The luxury hotel, Elmau Castle, in southern Bavaria, where the next G7 summit will take place on June 7 and 8, is normally an idyllic alpine resort. But authorities don't want to take any chances that anti-capitalist demonstrations could devolve into violent clashes with police.
To that end, the interior ministry has said there will be a temporary reintroduction of border checks on people moving between countries in the usually control-free Schengen area. The ministry said the checks would be carried out mainly on Germany's border with Austria and the Czech Republic.
And in the summit region itself, authorities are already busy ensuring that protesters do not have access to objects that could potentially be used as weapons. For one resident in nearby Oberau, that means removing a woodpile in front of his house.
"We're supposed to move the entire pile – that's around four cubic meters," he said with a sigh. His house is located along the route that will likely be used by cars transporting G7 leaders. Everything that demonstrators might use as a projectile has to go, including the flowerpots adorning his neighbor's yard. The local antiques dealer has also been told not to exhibit any of his wares outside on the days of the summit.

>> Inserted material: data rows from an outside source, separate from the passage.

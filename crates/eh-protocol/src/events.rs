use std::time::Duration;

use bytes::Bytes;
use eh_wire::CloseReason;

/// Fired when the oldest unacknowledged send has gone quiet for long
/// enough, and the load estimator didn't veto the declaration.
#[derive(Debug, Clone, Copy)]
pub struct UnresponsivenessEvent {
    pub unack_count: usize,
    pub time_since_oldest_unacked: Duration,
    pub time_since_last_rx: Duration,
}

/// Events a [`crate::PersistentProtocol`] emits. Mirrors the shape of the
/// handful of `tokio::sync::broadcast` event enums this codebase already
/// uses for session lifecycle fan-out, rather than a JS-style callback
/// registry.
#[derive(Debug, Clone)]
pub enum ProtocolEvent {
    Message(Bytes),
    ControlMessage(Bytes),
    SocketClose(CloseReason),
    SocketTimeout(UnresponsivenessEvent),
    Dispose,
}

Some 19,000 police officers are being deployed in the surrounding towns, like Garmisch-Partenkirchen, in the Zugspitze mountain region. Together with police from Austria and Italy, they hope to keep potential rabblerousers far away from the G7 summit venue. Security is currently the top priority in this part of Bavaria. A 16-kilometer long wire fence has been erected around the Elmau Castle hotel to keep protesters at bay. Costs for securing the site are expected to reach 200 million euros.
Region becoming a fortress
Starting from May 30, hikers will require permission to be in the immediate vicinity of the venue. They can also expect to be stopped by police and asked whether they are tourists or locals.
The precautions are definitely out of the ordinary for the normally tranquil area. But images from the last G7 meeting in Germany are still fresh in many people's minds. In 2007, violent clashes erupted along the length of the security fence set up in the Heiligendamm resort in northern Germany.
Anti-G7 protesters say their right to demonstrate is being smothered by authorities who have not given a clear answer about where they can gather. Benjamin Ruß, spokesman for the activist alliance, Stop G7, said organizers are attempting to stop them from mobilizing by not giving them a place to set up camp.
Local farmers are also nervous. "If the protesters come, where will they sleep? And if they camp here, then we'll be left to clean up their mess," said Alois Baudrexl during a discussion held at a local restaurant.The mayor of Garmisch, Sigrid Meierhofer, said that the town does not have any suitable locations for the planned protest marches and demonstrations. All the big parking lots have already been rented to the police.
Police versus demonstrators?
"That's an assault on our basic democratic rights," said Ruß. His organization is expecting some 10,000 demonstrators from all over the world. "Where should we demonstrate, if all the possible locations have been given to the police and the federal press office a year in advance?" he said.
"Campsite owners were cooperating with us, but then they cancelled after they were contacted by the police." According to Ruß, the media and police are to blame for stirring up fear of the demonstrators among residents in the area. He says that Stop G7 won't be put off, but added that "the atmosphere has already become one tipped toward escalation."
Just how many violent demonstrators will show up at the G7 venue, nobody knows, but the extraordinary violent protests in March at the opening of the new European Central Bank building in Frankfurt is viewed as a warning by Bavarian police.
But, store owners around Elmau aren't taking any chances. "We're going to move everything out of our store and close up shop on that weekend," said one, young boutique owner in the town's pictureque center.
And, although Bavarian Interior Minister Joachim Herrmann has assured the local townspeople that any damage due to vandalism will be reimbursed by the state, some people have already taken out extra insurance policies to be on the safe side.